Getting Started#

Prerequisites#

Hardware:

NVIDIA GPU with Compute Capability 8.x (Ampere), 10.x, 11.x, or 12.x (Blackwell)

Software:

NVIDIA Driver r580 or later
Python 3.10 or later
CUDA Toolkit 13.1 or later
cuda-tile[tileiras], cuda-python, cuda-core[cu13], cupy-cuda13x[ctk]

Installation#

Install the cutile-basic package from GitHub:

pip install git+https://github.com/nvidia/cuda-tile.git@basic-experimental

Quick Start#

Clone the repository and check out the basic-experimental branch:

git clone https://github.com/nvidia/cuda-tile.git
cd cuda-tile
git checkout basic-experimental

The repository ships with example BASIC programs in the examples/ directory.

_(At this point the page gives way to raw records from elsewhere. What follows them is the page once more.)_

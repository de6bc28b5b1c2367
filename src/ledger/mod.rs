//! Ledger documents: navigation, queries and persistence.

pub mod document;
pub mod queries;
pub mod store;

pub use store::{LedgerStore, require_file, require_path};
use clap::Parser;
use std::path::PathBuf;
use tokio::net::TcpListener;

use payroll_ledger::api::{AppState, create_router};
use payroll_ledger::config::{ConfigLoader, LedgerSettings};
use payroll_ledger::logging;
use payroll_ledger::service::PayrollLedger;

#[derive(Debug, Parser)]
#[command(name = "payroll-ledger")]
#[command(about = "Payroll ledger transform and aggregation service")]
struct Args {
    /// Path to the YAML settings file; built-in defaults are used when omitted
    #[arg(short, long)]
    config: Option<PathBuf>,

    /// Address to listen on, overriding the settings file
    #[arg(short, long)]
    bind: Option<String>,

    /// Enable debug logging
    #[arg(short, long)]
    verbose: bool,
}

#[tokio::main]
async fn main() -> Result<(), Box<dyn std::error::Error>> {
    let args = Args::parse();
    logging::init_logger(args.verbose);

    let settings = match &args.config {
        Some(path) => ConfigLoader::load(path)?,
        None => LedgerSettings::default(),
    };
    let bind = args.bind.unwrap_or_else(|| settings.server.bind.clone());

    tracing::info!(
        ledger = %settings.files.ledger.display(),
        policy = ?settings.payments.duplicate_policy,
        "Starting payroll-ledger"
    );

    let state = AppState::new(PayrollLedger::from_settings(&settings), settings.files.clone());
    let listener = TcpListener::bind(&bind).await?;
    tracing::info!(address = %bind, "Listening");

    axum::serve(listener, create_router(state)).await?;
    Ok(())
}
//! Configuration loading functionality.
//!
//! This module provides the [`ConfigLoader`] type for loading ledger
//! settings from a YAML file.

use std::fs;
use std::path::Path;

use crate::error::{LedgerError, LedgerResult};

use super::types::LedgerSettings;

/// Largest number of fractional digits accepted for formatted amounts.
const MAX_DECIMAL_PLACES: u32 = 10;

/// Loads and validates ledger settings.
///
/// # Example
///
/// ```no_run
/// use payroll_ledger::config::ConfigLoader;
///
/// let settings = ConfigLoader::load("./config/payroll.yaml")?;
/// println!("Listening on {}", settings.server.bind);
/// # Ok::<(), payroll_ledger::error::LedgerError>(())
/// ```
#[derive(Debug, Clone, Copy)]
pub struct ConfigLoader;

impl ConfigLoader {
    /// Loads settings from the specified YAML file.
    ///
    /// # Returns
    ///
    /// Returns the validated settings, or an error if:
    /// - The file does not exist (`NotFound`)
    /// - The file contains invalid YAML or fails validation (`ConfigParse`)
    pub fn load<P: AsRef<Path>>(path: P) -> LedgerResult<LedgerSettings> {
        let path = path.as_ref();
        let path_str = path.display().to_string();

        let content = fs::read_to_string(path).map_err(|_| LedgerError::NotFound {
            operation: "load_config",
            path: path_str.clone(),
        })?;

        Self::from_yaml_str(&content, &path_str)
    }

    /// Parses settings from YAML text. `origin` names the source in errors.
    pub fn from_yaml_str(content: &str, origin: &str) -> LedgerResult<LedgerSettings> {
        let settings: LedgerSettings =
            serde_yaml::from_str(content).map_err(|e| LedgerError::ConfigParse {
                path: origin.to_string(),
                message: e.to_string(),
            })?;

        Self::validate(&settings).map_err(|message| LedgerError::ConfigParse {
            path: origin.to_string(),
            message,
        })?;

        Ok(settings)
    }

    fn validate(settings: &LedgerSettings) -> Result<(), String> {
        let amounts = &settings.amounts;

        if amounts.min > amounts.max {
            return Err(format!(
                "amounts.min ({}) is greater than amounts.max ({})",
                amounts.min, amounts.max
            ));
        }
        if amounts.default < amounts.min || amounts.default > amounts.max {
            return Err(format!(
                "amounts.default ({}) must lie between {} and {}",
                amounts.default, amounts.min, amounts.max
            ));
        }
        if amounts.decimal_places > MAX_DECIMAL_PLACES {
            return Err(format!(
                "amounts.decimal_places must be at most {}",
                MAX_DECIMAL_PLACES
            ));
        }
        if settings.server.bind.trim().is_empty() {
            return Err("server.bind must not be empty".to_string());
        }

        Ok(())
    }
}
//! Projection of employees onto the dense employee × period matrix.

use std::collections::{BTreeMap, HashMap};
use std::path::Path;
use tracing::{Span, debug};

use super::{AmountParser, discover_periods};
use crate::error::{AmountOverflow, LedgerError, LedgerResult};
use crate::ledger::{LedgerStore, queries};
use crate::logging::component_span;
use crate::models::{DisplayRow, Employee, EmployeeIdentity, MISSING_AMOUNT};

/// Builds one display row per distinct (name, surname), in first-seen order.
///
/// Every row has a cell for each of `periods`: the formatted sum of the
/// employee's entries for that period, or [`MISSING_AMOUNT`] when there are
/// none. The total is recomputed from the entries, never read from a stored
/// annotation.
///
/// # Errors
///
/// Returns [`AmountOverflow`] when a cell or a row total does not fit in a
/// `Decimal`.
///
/// # Examples
///
/// ```
/// use payroll_ledger::models::{Employee, SalaryEntry};
/// use payroll_ledger::processing::{AmountParser, project_rows};
/// use rust_decimal::Decimal;
///
/// let mut alice = Employee::new("Alice", "Smith");
/// alice.salaries.push(SalaryEntry { period: "march".into(), amount: Decimal::new(10050, 2) });
///
/// let periods = vec!["january".to_string(), "march".to_string()];
/// let rows = project_rows(&[alice], &periods, &AmountParser::default()).unwrap();
///
/// assert_eq!(rows[0].full_name, "Alice Smith");
/// assert_eq!(rows[0].periods["january"], "0");
/// assert_eq!(rows[0].periods["march"], "100.50");
/// assert_eq!(rows[0].total, "100.50");
/// ```
pub fn project_rows(
    employees: &[Employee],
    periods: &[String],
    parser: &AmountParser,
) -> Result<Vec<DisplayRow>, AmountOverflow> {
    let mut merged: Vec<Employee> = Vec::new();
    let mut positions: HashMap<EmployeeIdentity, usize> = HashMap::new();
    for employee in employees {
        match positions.get(&employee.identity()) {
            Some(&index) => merged[index].salaries.extend(employee.salaries.iter().cloned()),
            None => {
                positions.insert(employee.identity(), merged.len());
                merged.push(employee.clone());
            }
        }
    }

    merged
        .iter()
        .map(|employee| -> Result<DisplayRow, AmountOverflow> {
            let cells = periods
                .iter()
                .map(|period| -> Result<(String, String), AmountOverflow> {
                    let cell = employee
                        .amount_for(period)?
                        .map(|amount| parser.format(amount))
                        .unwrap_or_else(|| MISSING_AMOUNT.to_string());
                    Ok((period.clone(), cell))
                })
                .collect::<Result<BTreeMap<_, _>, _>>()?;

            Ok(DisplayRow {
                full_name: employee.full_name(),
                periods: cells,
                total: parser.format(employee.total()?),
            })
        })
        .collect()
}

/// Reads display rows from a normalized tree on disk.
#[derive(Debug, Clone)]
pub struct DisplayProjector {
    store: LedgerStore,
    parser: AmountParser,
    span: Span,
}

impl DisplayProjector {
    /// Creates a projector logging under the `display_projector` component.
    pub fn new(store: LedgerStore, parser: AmountParser) -> Self {
        Self::with_span(store, parser, component_span("display_projector"))
    }

    /// Creates a projector logging under the given span.
    pub fn with_span(store: LedgerStore, parser: AmountParser, span: Span) -> Self {
        Self { store, parser, span }
    }

    /// Loads the normalized tree at `path` and projects its employees over
    /// the periods discovered in the same tree.
    ///
    /// # Returns
    ///
    /// Returns the rows, or an error if:
    /// - The path is empty (`Validation`) or absent (`NotFound`)
    /// - The document is not valid JSON (`Parse`)
    /// - A cell or row total does not fit in a `Decimal` (`Overflow`)
    pub fn rows(&self, path: &Path) -> LedgerResult<Vec<DisplayRow>> {
        const OPERATION: &str = "display_rows";
        let doc = self.store.load(path, OPERATION)?;
        let _enter = self.span.enter();

        let employees = queries::employees_from_tree(&doc, &self.parser);
        let periods = discover_periods(&doc);
        let rows = project_rows(&employees, &periods, &self.parser)
            .map_err(|source| {
                LedgerError::overflow(OPERATION, path.display().to_string(), source)
            })?;
        debug!(
            path = %path.display(),
            rows = rows.len(),
            periods = periods.len(),
            "Projected display rows"
        );
        Ok(rows)
    }
}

Compile one to a .cubin (the compiler prints the path to stdout):

python -m cutile_basic.cli examples/hello.bas

Write the .cubin to a specific path:

python -m cutile_basic.cli examples/hello.bas -o hello.cubin

Another example:

python -m cutile_basic.cli examples/vector_add.bas -o vector_add.cubin

Run a GPU demo end-to-end:

python examples/vector_add.py

Using the Python API#

from cutile_basic import compile_basic_to_cubin

source = """
10 DIM A(1024), B(1024), C(1024)
20 TILE A(128), B(128), C(128)
30 INPUT A(), B()
40 LET C(BID) = A(BID) + B(BID)
50 OUTPUT C
60 END
"""

result = compile_basic_to_cubin(source)
print(result.cubin_path)   # path to the compiled .cubin
print(result.meta)         # kernel metadata (arrays, grid size, etc.)